USS Ronald Reagan (CVN-76) Nuclear-Powered Aircraft Carrier
USS Ronald Reagan CVN-76 is the ninth ship of the ten-strong Nimitz-class group of nuclear-powered aircraft carrier in service with the United States Navy today.
Authored By Dan Alex; Content ©www.MilitaryFactory.com
While in use as early as World War 1 (1914-1918), the aircraft carrier rose to prominence during the Pacific naval battles of World War 2 (1939-1945) where her powerful air wings shifted the balance in the region from Japanese to American dominance. The arrival of the carrier in this war also signaled the end of the battleship as the primary capital ship and ushered in the a new "king of the seas". Today, the United States enjoys the largest, most powerful naval fighting force on the planet as well as the largest fleet of active aircraft carriers. The vessels provide an "anytime, anywhere" approach to growing unrest in the world while also serving as a power projection tool when necessary. The American aircraft carrier has evolved by leaps and bounds since the conventionally-powered "flat-top" systems of old - now able to reside on station longer and field more aircraft on shorter notice. The vessels are staffed by well-trained professionals that ensure the operation of all sections of the ship are fluid and mistake-free.
In May of 1975, the first of the ten-planned nuclear-powered Nimitz-class aircraft carriers was commissioned to form the new backbone of the United States Navy (USN). The USS Ronald Reagan (CVN-76) then joined the group as the ninth vessel when was ordered on December 8th, 1994. She saw her keel laid down on February 12th, 1998 by Northrop Grumman Newport News and was launched on March 4th, 2001 with formal commissioning on July 12th, 2003. Due to the ailing health of former President Ronald Reagan (1911-2004), his wife Nancy became the ship's sponsoring agent.
USS Ronal Reagan maintains an active presence among the USN fleet as of this writing (2014) making her homeport at NAS North Island Coronado in California.
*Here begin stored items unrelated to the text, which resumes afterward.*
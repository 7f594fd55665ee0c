use chrono::{Local, NaiveDate};

use crate::db::models::{NewPost, Post, UserPatch, DEFAULT_ROLE};
use crate::error::{AppError, AppResult};
use crate::ids::IdGenerator;
use crate::storage::{keys, Storage};
use crate::users::{avatar_url, UserRepository};

pub const WORDS_PER_MINUTE: usize = 200;
pub const EXCERPT_CHARS: usize = 150;
pub const DEFAULT_CATEGORY: &str = "General";
pub const DEFAULT_IMAGE: &str =
    "https://images.unsplash.com/photo-1518770660439-4636190af475?w=800";

const ANONYMOUS_AUTHOR: &str = "Anonymous";
const ANONYMOUS_ROLE: &str = "Guest";

/// `ceil(words / 200)` minutes, words being whitespace-separated tokens.
pub fn read_time(content: &str) -> String {
    let words = content.split_whitespace().count();
    format!("{} min read", words.div_ceil(WORDS_PER_MINUTE))
}

/// First 150 characters of the body followed by an ellipsis.
pub fn excerpt(content: &str) -> String {
    let mut excerpt: String = content.chars().take(EXCERPT_CHARS).collect();
    excerpt.push_str("...");
    excerpt
}

/// `Oct 26, 2023`
pub fn format_post_date(date: NaiveDate) -> String {
    date.format("%b %-d, %Y").to_string()
}

/// Anything a post id can arrive as. Strings (from a link or a command
/// line) compare by numeric value, so `"2"`, `" 2 "` and `"2.0"` all find id 2.
pub trait IntoPostId {
    fn into_post_id(self) -> Option<i64>;
}

impl IntoPostId for i64 {
    fn into_post_id(self) -> Option<i64> {
        Some(self)
    }
}

impl IntoPostId for i32 {
    fn into_post_id(self) -> Option<i64> {
        Some(i64::from(self))
    }
}

impl IntoPostId for u64 {
    fn into_post_id(self) -> Option<i64> {
        i64::try_from(self).ok()
    }
}

impl IntoPostId for &str {
    fn into_post_id(self) -> Option<i64> {
        let trimmed = self.trim();
        trimmed.parse::<i64>().ok().or_else(|| {
            trimmed
                .parse::<f64>()
                .ok()
                .filter(|n| n.is_finite() && n.fract() == 0.0)
                .filter(|n| n.abs() < 9.0e15)
                .map(|n| n as i64)
        })
    }
}

impl IntoPostId for &String {
    fn into_post_id(self) -> Option<i64> {
        self.as_str().into_post_id()
    }
}

impl IntoPostId for String {
    fn into_post_id(self) -> Option<i64> {
        self.as_str().into_post_id()
    }
}

/// Posts, newest first, with attribution taken from the current session.
#[derive(Clone)]
pub struct PostRepository {
    storage: Storage,
    ids: IdGenerator,
    users: UserRepository,
}

impl PostRepository {
    pub fn new(storage: Storage, ids: IdGenerator, users: UserRepository) -> Self {
        Self {
            storage,
            ids,
            users,
        }
    }

    pub fn list_posts(&self) -> AppResult<Vec<Post>> {
        self.storage.get_or_default(keys::POSTS)
    }

    pub fn create_post(&self, new_post: NewPost) -> AppResult<Post> {
        self.create_post_on(new_post, Local::now().date_naive())
    }

    fn create_post_on(&self, new_post: NewPost, today: NaiveDate) -> AppResult<Post> {
        if new_post.title.trim().is_empty() {
            return Err(AppError::MissingField("title"));
        }
        if new_post.content.trim().is_empty() {
            return Err(AppError::MissingField("content"));
        }

        let session = self.users.get_session()?;
        let (author, author_role, author_avatar) = match &session {
            Some(user) => (
                user.fullname.clone(),
                if user.role.is_empty() {
                    DEFAULT_ROLE.to_string()
                } else {
                    user.role.clone()
                },
                user.avatar.clone(),
            ),
            None => (
                ANONYMOUS_AUTHOR.to_string(),
                ANONYMOUS_ROLE.to_string(),
                avatar_url(ANONYMOUS_AUTHOR),
            ),
        };

        let category = new_post
            .category
            .filter(|c| !c.is_empty())
            .or_else(|| new_post.tags.first().cloned())
            .unwrap_or_else(|| DEFAULT_CATEGORY.to_string());

        let post = Post {
            id: self.ids.next_id()?,
            title: new_post.title,
            excerpt: new_post
                .excerpt
                .unwrap_or_else(|| excerpt(&new_post.content)),
            read_time: read_time(&new_post.content),
            content: new_post.content,
            category,
            author,
            author_role,
            author_avatar,
            image: new_post
                .image
                .filter(|i| !i.is_empty())
                .unwrap_or_else(|| DEFAULT_IMAGE.to_string()),
            date: format_post_date(today),
            tags: new_post.tags,
        };

        let mut posts = self.list_posts()?;
        posts.insert(0, post.clone());
        self.storage.set(keys::POSTS, &posts)?;
        tracing::info!("Published post {} by {}", post.id, post.author);

        if let Some(user) = session {
            self.users.update_session(UserPatch {
                articles: Some(user.articles.saturating_add(1)),
                ..Default::default()
            })?;
        }

        Ok(post)
    }

    pub fn get_post_by_id(&self, id: impl IntoPostId) -> AppResult<Option<Post>> {
        let Some(id) = id.into_post_id() else {
            return Ok(None);
        };
        let post = self.list_posts()?.into_iter().find(|p| p.id == id);
        tracing::debug!("Lookup post {}: found={}", id, post.is_some());
        Ok(post)
    }

    /// Posts whose author snapshot equals `fullname` exactly.
    pub fn list_posts_by_author(&self, fullname: &str) -> AppResult<Vec<Post>> {
        Ok(self
            .list_posts()?
            .into_iter()
            .filter(|p| p.author == fullname)
            .collect())
    }

    /// Up to `limit` other posts, in feed order.
    pub fn related_posts(&self, id: impl IntoPostId, limit: usize) -> AppResult<Vec<Post>> {
        let id = id.into_post_id();
        Ok(self
            .list_posts()?
            .into_iter()
            .filter(|p| Some(p.id) != id)
            .take(limit)
            .collect())
    }
}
She fights under the motto of "Peace Through Strength" and is affectionately known under the nickname of "Gipper" after President Reagan himself. Ronald Reagan - the former actor - had earned the nickname from his film "Knute Rockne" where he played George "The Gipper" Gipp.
USS Ronald Reagan follows the same design lines and ocean-going capabilities established in the Nimitz-class during the 1970s. She has a nearly all-flat flight deck with a starboard side island superstructure which is set slightly aft of amidships. The primary landing area for fixed-wing aircraft is the angled section of runway running from starboard-stern to portside-bow. Four hangar elevators provide the necessary access from below with three elevators featured along the starboard side and one along port. There are a total of four steam catapults arranged about her design which allows for the near-simultaneous launching of four aircraft (the two catapults at portside nearly intersect which delay launching of one aircraft over another). Two catapults are featured over the forecastle and two along the portside of the vessel. The Reagan also can launch and retrieve helicopters without issue including special forces types. Dimensions of the vessel include a running length of 1,092 feet, a beam of 252 feet, and a draught of 37 feet. The whole crew complement numbers 3,200 personnel and includes all manner of levels - officers, enlisted, security, etc... The air wing comprises an additional 2,480 personnel for a grand total of 5,680 souls onboard at any one time - essentially a floating small American town.
As with all of the Nimitz-class, Reagan is outfitted with a nuclear reactor propulsion system. This is arranged as 2 x Westinghouse A4W series reactors coupled to 4 x steam turbines driving 4 x shafts. Total output power becomes 260,000 shaft horsepower supplying the ship with a maximum speed of over 30 knots. Since the power supply is nuclear-based, her range is essentially unlimited and the lifespan of the reactors is stated around 20 to 25 years before needing replacement. The problem then becomes disposal of the radioactive waste once the reactor has reached its usefulness.